Blumea balsamifera, a half-woody plant belonging to the Asteraceae family, is valued as both a medicinal and industrial crop primarily for its phytochemical component, (-)-borneol. Nitrogen (N) is essential for regulating the growth of B. balsamifera and the biosynthesis of (-)-borneol; however, the molecular mechanisms by which N influences these processes remain inadequately understood. This study aimed to elucidate the effects of N on growth and (-)-borneol synthesis at the molecular level. A field experiment was conducted in which B. balsamifera plants were fertilized with three different nitrogen regimes: 0 kg N ha -1 (control, CK), 150 kg N ha -1 (N1 treatment), and 300 kg N ha -1 (N2 treatment).Physiological and biochemical assessments were performed to evaluate the growth and metabolic responses of the plants under these varying N conditions. Additionally, transcriptome sequencing of leaves of B. balsamifera was conducted to elucidate the underlying molecular mechanisms involved. The results indicated that both the N1 and N2 treatments significantly promoted the growth of B. balsamifera, with the 150 kg N ha -1 treatment (N1) resulting in the most favorable effects. The leaves harvested in October, November, and December presented the greatest accumulation of (-)-borneol, with corresponding yields of 782 mg plant -1 , 1102 mg plant -1 , and 1774 mg plant -1 , respectively, which were significantly different from those observed in the CK and N2 treatments. Comparative transcriptome analysis revealed a total of 6,714 differentially expressed genes (DEGs). Notably, several DEGs associated with auxin signaling and N metabolism were upregulated in the N1 and N2 treatments.

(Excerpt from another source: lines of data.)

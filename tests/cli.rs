//! 명령행 인자 파싱 테스트.
use clap::Parser;
use solar_sizing_toolbox::cli::{Args, Command};
use solar_sizing_toolbox::estimation::{EstimationConfig, Preset};

#[test]
fn monthly_overrides_apply_without_touching_base() {
    let args = Args::try_parse_from([
        "solar_sizing_toolbox",
        "monthly",
        "--units",
        "300",
        "--sun-hours",
        "6",
        "--available-area",
        "20",
    ])
    .expect("parse");
    let Some(Command::Monthly(monthly)) = args.command else {
        panic!("expected monthly command");
    };
    assert_eq!(monthly.units, 300.0);
    let base = EstimationConfig::default();
    let applied = monthly.overrides.applied_to(&base);
    assert_eq!(applied.sun_hours_per_day, 6.0);
    assert_eq!(applied.available_area_m2, 20.0);
    assert_eq!(applied.grid_rate_per_unit, base.grid_rate_per_unit);
    assert_eq!(base.sun_hours_per_day, 5.5);
}

#[test]
fn appliances_accepts_preset_alias() {
    let args = Args::try_parse_from(["solar_sizing_toolbox", "appliances", "--preset", "flat"])
        .expect("parse");
    let Some(Command::Appliances(appliances)) = args.command else {
        panic!("expected appliances command");
    };
    assert_eq!(appliances.preset, Some(Preset::UrbanMiddleClassFlat));
}

#[test]
fn appliances_requires_preset_or_file() {
    assert!(Args::try_parse_from(["solar_sizing_toolbox", "appliances"]).is_err());
}

#[test]
fn no_command_means_interactive() {
    let args = Args::try_parse_from(["solar_sizing_toolbox", "--lang", "en"]).expect("parse");
    assert!(args.command.is_none());
    assert_eq!(args.lang.as_deref(), Some("en"));
}
//! 표시용 단위 정의 및 변환 모듈 모음.

pub mod area;
pub mod energy;

pub use area::{convert_area, AreaUnit};
pub use energy::{convert_energy, EnergyUnit};
use std::fs;
use std::io::{self, BufRead, Write};
use std::path::PathBuf;

use tracing::warn;

use crate::app::AppError;
use crate::climatology::{self, DEFAULT_SUN_HOURS};
use crate::config::Config;
use crate::estimation::{
    build_projection, estimate_from_appliances, estimate_from_monthly_units, ApplianceEntry,
    EstimationResult, Preset,
};
use crate::i18n::{keys, Translator};
use crate::report::{Contact, Location, Report, ReportError, INSTALLERS};
use crate::tables;
use crate::units::AreaUnit;

/// 메인 메뉴 선택지를 표현한다.
#[derive(Debug, Clone, Copy, PartialEq, Eq)]
pub enum MenuChoice {
    MonthlyEstimate,
    ApplianceEstimate,
    Projection,
    Report,
    Settings,
    Exit,
}

/// 화면 쪽이 들고 있는 가변 상태. 산정 엔진은 이 값을 모른다.
#[derive(Debug, Clone, Default)]
pub struct Session {
    pub last_result: Option<EstimationResult>,
    pub contact: Contact,
    pub location: Location,
}

/// 메인 메뉴를 표시하고 선택값을 반환한다.
pub fn main_menu(tr: &Translator) -> Result<MenuChoice, AppError> {
    println!("{}", tr.t(keys::MAIN_MENU_TITLE));
    println!("{}", tr.t(keys::MAIN_MENU_MONTHLY));
    println!("{}", tr.t(keys::MAIN_MENU_APPLIANCE));
    println!("{}", tr.t(keys::MAIN_MENU_PROJECTION));
    println!("{}", tr.t(keys::MAIN_MENU_REPORT));
    println!("{}", tr.t(keys::MAIN_MENU_SETTINGS));
    println!("{}", tr.t(keys::MAIN_MENU_EXIT));
    loop {
        let sel = match read_line(tr.t(keys::PROMPT_MENU_SELECT)) {
            Ok(sel) => sel,
            Err(AppError::Io(e)) if e.kind() == io::ErrorKind::UnexpectedEof => {
                return Ok(MenuChoice::Exit)
            }
            Err(e) => return Err(e),
        };
        match sel.trim() {
            "1" => return Ok(MenuChoice::MonthlyEstimate),
            "2" => return Ok(MenuChoice::ApplianceEstimate),
            "3" => return Ok(MenuChoice::Projection),
            "4" => return Ok(MenuChoice::Report),
            "5" => return Ok(MenuChoice::Settings),
            "0" => return Ok(MenuChoice::Exit),
            _ => println!("{}", tr.t(keys::INVALID_SELECTION_RETRY)),
        }
    }
}

fn show_result(tr: &Translator, cfg: &Config, result: &EstimationResult) {
    println!("{}", tr.t(keys::RESULT_HEADING));
    println!("{}", tables::build_result_table(result, tr, &cfg.default_units));
}

/// 월 사용량 산정 메뉴를 처리한다.
pub fn handle_monthly(tr: &Translator, cfg: &Config, session: &mut Session) -> Result<(), AppError> {
    println!("{}", tr.t(keys::MONTHLY_HEADING));
    let units = read_f64(tr, tr.t(keys::PROMPT_MONTHLY_UNITS))?;
    match estimate_from_monthly_units(units, &cfg.estimation) {
        Ok(result) => {
            show_result(tr, cfg, &result);
            session.last_result = Some(result);
        }
        Err(_) => println!("{}", tr.t(keys::ESTIMATE_INVALID_MONTHLY)),
    }
    Ok(())
}

/// 가전 목록 산정 메뉴를 처리한다.
pub fn handle_appliances(
    tr: &Translator,
    cfg: &Config,
    session: &mut Session,
) -> Result<(), AppError> {
    println!("{}", tr.t(keys::APPLIANCE_HEADING));
    for (i, preset) in Preset::ALL.iter().enumerate() {
        println!("{}) {}", i + 1, preset.name());
    }
    let preset = loop {
        let sel = read_line(tr.t(keys::PROMPT_PRESET))?;
        match sel.trim().parse::<usize>() {
            Ok(n) if (1..=Preset::ALL.len()).contains(&n) => break Preset::ALL[n - 1],
            _ => println!("{}", tr.t(keys::INVALID_SELECTION_RETRY)),
        }
    };
    let appliances = if preset == Preset::Custom {
        read_custom_appliances(tr)?
    } else {
        preset.appliances()
    };
    match estimate_from_appliances(&appliances, &cfg.estimation) {
        Ok(result) => {
            println!(
                "{} {:.2}",
                tr.t(keys::APPLIANCE_DERIVED_UNITS),
                result.monthly_units
            );
            show_result(tr, cfg, &result);
            session.last_result = Some(result);
        }
        Err(_) => println!("{}", tr.t(keys::ESTIMATE_INVALID_APPLIANCES)),
    }
    Ok(())
}

fn read_custom_appliances(tr: &Translator) -> Result<Vec<ApplianceEntry>, AppError> {
    println!("{}", tr.t(keys::APPLIANCE_CUSTOM_HINT));
    let mut appliances = Vec::new();
    loop {
        let name = read_line(tr.t(keys::PROMPT_APPLIANCE_NAME))?;
        let name = name.trim();
        if name.is_empty() {
            break;
        }
        let power = read_f64(tr, tr.t(keys::PROMPT_APPLIANCE_POWER))?;
        let hours = read_f64(tr, tr.t(keys::PROMPT_APPLIANCE_HOURS))?;
        let days = read_f64(tr, tr.t(keys::PROMPT_APPLIANCE_DAYS))?;
        appliances.push(ApplianceEntry::new(name, power, hours, days));
    }
    Ok(appliances)
}

/// 마지막 산정 결과의 25년 비용 비교를 출력한다.
pub fn handle_projection(tr: &Translator, cfg: &Config, session: &Session) {
    println!("{}", tr.t(keys::PROJECTION_HEADING));
    let Some(result) = &session.last_result else {
        println!("{}", tr.t(keys::ESTIMATION_REQUIRED));
        return;
    };
    let projection = build_projection(result, &cfg.estimation);
    println!("{}", tables::build_projection_table(&projection, tr));
    match projection.payback_year() {
        Some(year) => println!("{} {year}", tr.t(keys::PROJECTION_PAYBACK)),
        None => println!("{}", tr.t(keys::PROJECTION_NO_PAYBACK)),
    }
}

/// 보고서 내보내기 메뉴를 처리한다.
pub fn handle_report(tr: &Translator, cfg: &Config, session: &mut Session) -> Result<(), AppError> {
    println!("{}", tr.t(keys::REPORT_HEADING));
    let Some(result) = session.last_result.as_ref() else {
        println!("{}", tr.t(keys::ESTIMATION_REQUIRED));
        return Ok(());
    };
    session.contact.name = read_line(tr.t(keys::PROMPT_NAME))?.trim().to_string();
    session.contact.email = read_line(tr.t(keys::PROMPT_EMAIL))?.trim().to_string();
    session.contact.phone = read_line(tr.t(keys::PROMPT_PHONE))?.trim().to_string();
    session.location = Location {
        lat: read_optional_f64(tr, tr.t(keys::PROMPT_LATITUDE))?,
        lon: read_optional_f64(tr, tr.t(keys::PROMPT_LONGITUDE))?,
    };

    println!("{}", tr.t(keys::REPORT_INSTALLERS));
    for (i, installer) in INSTALLERS.iter().enumerate() {
        println!("{}) {}", i + 1, installer.name);
    }
    let sel = read_line(tr.t(keys::PROMPT_SELECT))?;
    let installer = sel
        .trim()
        .parse::<usize>()
        .ok()
        .and_then(|n| n.checked_sub(1))
        .and_then(|i| INSTALLERS.get(i).copied())
        .unwrap_or(INSTALLERS[0]);

    let projection = build_projection(result, &cfg.estimation);
    let report = match Report::prepare(
        session.contact.clone(),
        installer,
        session.location,
        cfg.estimation.sun_hours_per_day,
        Some(result),
        Some(&projection),
    ) {
        Ok(report) => report,
        Err(ReportError::MissingEmail) => {
            println!("{}", tr.t(keys::REPORT_MISSING_EMAIL));
            return Ok(());
        }
        Err(ReportError::NoEstimation) => {
            println!("{}", tr.t(keys::ESTIMATION_REQUIRED));
            return Ok(());
        }
        Err(e) => {
            warn!(error = %e, "report rejected");
            println!("{} {e}", tr.t(keys::REPORT_EXPORT_FAILED));
            return Ok(());
        }
    };

    let dir = read_line(tr.t(keys::PROMPT_OUTPUT_DIR))?;
    let dir = match dir.trim() {
        "" => PathBuf::from("report"),
        other => PathBuf::from(other),
    };
    match report.write_to_dir(&dir) {
        Ok(exported) => println!("{} {}", tr.t(keys::REPORT_SAVED), exported.summary.display()),
        Err(e) => {
            warn!(dir = %dir.display(), error = %e, "report export failed");
            println!("{} {e}", tr.t(keys::REPORT_EXPORT_FAILED));
        }
    }
    Ok(())
}

/// 설정 메뉴를 처리한다. 언어가 바뀌면 새 언어 코드를 돌려준다.
pub fn handle_settings(tr: &Translator, cfg: &mut Config) -> Result<Option<String>, AppError> {
    println!("{}", tr.t(keys::SETTINGS_HEADING));
    let est = &cfg.estimation;
    println!(
        "{} sun={} h, rate={}, degradation={} %, area={} m², lang={}, area_unit={}",
        tr.t(keys::SETTINGS_CURRENT),
        est.sun_hours_per_day,
        est.grid_rate_per_unit,
        est.degradation_rate_percent_per_year,
        est.available_area_m2,
        tr.language_code(),
        cfg.default_units.area.symbol()
    );
    println!("{}", tr.t(keys::SETTINGS_OPTIONS));
    let sel = read_line(tr.t(keys::SETTINGS_PROMPT_CHANGE))?;
    let mut new_language = None;
    match sel.trim() {
        "" => return Ok(None),
        "1" => cfg.estimation.sun_hours_per_day = read_f64(tr, tr.t(keys::PROMPT_SUN_HOURS))?,
        "2" => cfg.estimation.grid_rate_per_unit = read_f64(tr, tr.t(keys::PROMPT_GRID_RATE))?,
        "3" => {
            cfg.estimation.degradation_rate_percent_per_year =
                read_f64(tr, tr.t(keys::PROMPT_DEGRADATION))?
        }
        "4" => cfg.estimation.available_area_m2 = read_f64(tr, tr.t(keys::PROMPT_AVAILABLE_AREA))?,
        "5" => {
            let code = read_line(tr.t(keys::PROMPT_LANGUAGE))?.trim().to_lowercase();
            if code.starts_with("ko") || code.starts_with("en") {
                cfg.language = Some(code.clone());
                new_language = Some(code);
            } else {
                println!("{}", tr.t(keys::SETTINGS_INVALID));
                return Ok(None);
            }
        }
        "6" => {
            println!("{}", tr.t(keys::AREA_UNIT_OPTIONS));
            cfg.default_units.area = match read_line(tr.t(keys::PROMPT_SELECT))?.trim() {
                "1" => AreaUnit::SquareMeter,
                "2" => AreaUnit::SquareFoot,
                "3" => AreaUnit::SquareYard,
                _ => {
                    println!("{}", tr.t(keys::SETTINGS_INVALID));
                    return Ok(None);
                }
            };
        }
        "7" => {
            let path = read_line(tr.t(keys::PROMPT_CLIMATOLOGY_FILE))?;
            let hours = fs::read_to_string(path.trim())
                .map_err(AppError::from)
                .and_then(|src| climatology::sun_hours_from_json(&src).map_err(AppError::from));
            cfg.estimation.sun_hours_per_day = match hours {
                Ok(h) => h,
                Err(e) => {
                    warn!(error = %e, "falling back to default sun hours");
                    println!("{}", tr.t(keys::SUN_HOURS_FALLBACK));
                    DEFAULT_SUN_HOURS
                }
            };
            println!(
                "{} {}",
                tr.t(keys::SUN_HOURS_RESULT),
                cfg.estimation.sun_hours_per_day
            );
        }
        _ => {
            println!("{}", tr.t(keys::SETTINGS_INVALID));
            return Ok(None);
        }
    }
    println!("{}", tr.t(keys::SETTINGS_SAVED));
    Ok(new_language)
}

/// 한 줄을 읽는다. 입력이 이미 끝났으면 `UnexpectedEof`를 돌려준다.
pub fn next_line<R: BufRead>(reader: &mut R) -> io::Result<String> {
    let mut buf = String::new();
    if reader.read_line(&mut buf)? == 0 {
        return Err(io::Error::new(
            io::ErrorKind::UnexpectedEof,
            "입력이 끝났습니다.",
        ));
    }
    Ok(buf)
}

/// 빈 입력은 None, 숫자가 아니면 오류.
pub fn parse_optional_f64(s: &str) -> Result<Option<f64>, std::num::ParseFloatError> {
    match s.trim() {
        "" => Ok(None),
        other => other.parse().map(Some),
    }
}

fn read_line(prompt: &str) -> Result<String, AppError> {
    print!("{prompt}");
    io::stdout().flush().map_err(AppError::Io)?;
    next_line(&mut io::stdin().lock()).map_err(AppError::Io)
}

fn read_optional_f64(tr: &Translator, prompt: &str) -> Result<Option<f64>, AppError> {
    loop {
        let s = read_line(prompt)?;
        match parse_optional_f64(&s) {
            Ok(v) => return Ok(v),
            Err(_) => println!("{}", tr.t(keys::ERROR_INVALID_NUMBER)),
        }
    }
}

fn read_f64(tr: &Translator, prompt: &str) -> Result<f64, AppError> {
    loop {
        let s = read_line(prompt)?;
        match s.trim().parse::<f64>() {
            Ok(v) => return Ok(v),
            Err(_) => println!("{}", tr.t(keys::ERROR_INVALID_NUMBER)),
        }
    }
}

#[cfg(test)]
mod tests {
    use super::*;

    #[test]
    fn next_line_reports_end_of_input() {
        let mut input: &[u8] = b"1\n";
        assert_eq!(next_line(&mut input).expect("line"), "1\n");
        let err = next_line(&mut input).expect_err("eof");
        assert_eq!(err.kind(), io::ErrorKind::UnexpectedEof);
    }

    #[test]
    fn blank_coordinate_is_unknown() {
        assert_eq!(parse_optional_f64("  \n"), Ok(None));
        assert_eq!(parse_optional_f64("-12.5\n"), Ok(Some(-12.5)));
        assert!(parse_optional_f64("north").is_err());
    }
}
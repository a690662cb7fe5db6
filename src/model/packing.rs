use serde::{Deserialize, Serialize};

use super::{ChildEntity, Entity, EntityKind, Key};

/// A packing checklist entry.
#[derive(Debug, Clone, PartialEq, Serialize, Deserialize)]
pub struct PackingItem {
    pub trip_id: Key,
    pub title: String,
    #[serde(default)]
    pub completed: bool,
    #[serde(default)]
    pub color: Option<String>,
    #[serde(default)]
    pub order: i64,
}

impl PackingItem {
    pub fn new(trip_id: Key, title: impl Into<String>, order: i64) -> Self {
        Self {
            trip_id,
            title: title.into(),
            completed: false,
            color: None,
            order,
        }
    }
}

impl Entity for PackingItem {
    const KIND: EntityKind = EntityKind::Packing;

    fn trip_id(&self) -> Option<&Key> {
        Some(&self.trip_id)
    }

    fn sort_order(&self) -> i64 {
        self.order
    }
}

impl ChildEntity for PackingItem {
    fn set_trip_id(&mut self, trip: Key) {
        self.trip_id = trip;
    }
}
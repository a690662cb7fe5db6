//! Data model for tripsync.
//!
//! - [`Key`] - tagged local/remote identity
//! - [`EntityKind`] - the six record kinds and their reference fields
//! - [`Record`] - an entity plus its identity and sync flag
//! - Entities: [`Trip`], [`Place`], [`ItineraryItem`], [`PackingItem`], [`Traveler`], [`Expense`]

mod expense;
mod itinerary;
mod key;
mod kind;
mod packing;
mod place;
mod traveler;
mod trip;
pub mod wire;

use std::fmt::Debug;

use serde::de::DeserializeOwned;
use serde::{Deserialize, Serialize};

pub use expense::Expense;
pub use itinerary::ItineraryItem;
pub use key::Key;
pub use kind::{map_refs, Arity, EntityKind, RefField, TRIP_REF};
pub use packing::PackingItem;
pub use place::Place;
pub use traveler::Traveler;
pub use trip::{Identity, Trip, TripMeta};

/// A record kind the engine can cache, sync and export.
pub trait Entity: Serialize + DeserializeOwned + Clone + Debug + Send + Sync + 'static {
    const KIND: EntityKind;

    /// Owning trip, `None` for trips themselves.
    fn trip_id(&self) -> Option<&Key>;

    /// Caller-maintained position within its list. Cached lists break ties
    /// on the document's `order` field.
    fn sort_order(&self) -> i64 {
        0
    }
}

/// An entity that belongs to a trip.
pub trait ChildEntity: Entity {
    fn set_trip_id(&mut self, trip: Key);
}

/// An entity together with its identity and sync state.
///
/// `key` is the remote key once one has been issued, the local key before
/// that. `local_id` is the cache row handle; it is `None` only for a remote
/// result that could not be written to the cache.
#[derive(Debug, Clone, PartialEq, Serialize, Deserialize)]
pub struct Record<T> {
    pub key: Key,
    pub local_id: Option<i64>,
    pub is_synced: bool,
    #[serde(flatten)]
    pub fields: T,
}

impl<T> Record<T> {
    /// The remote key, if this record has been promoted.
    #[must_use]
    pub fn remote_id(&self) -> Option<&str> {
        self.key.remote_id()
    }
}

In contrast, many DEGs related to carbohydrate metabolism, terpenoid backbone biosynthesis, monoterpenoid biosynthesis, and flavonoid biosynthesis were significantly upregulated in the CK treatment. Moreover, potential transcription factors (TFs) that may link N nutrition with the synthesis of medicinal components were identified. The CK treatment appeared to promote (-)-borneol synthesis by inducing the terpenoid synthase gene (BbTPS) and MYB TFs in the leaves of B. balsamifera. Our findings provide a comprehensive understanding of the relationship between N nutrition and (-)-borneol yield in B. balsamifera, offering valuable insights for future cultivation practices.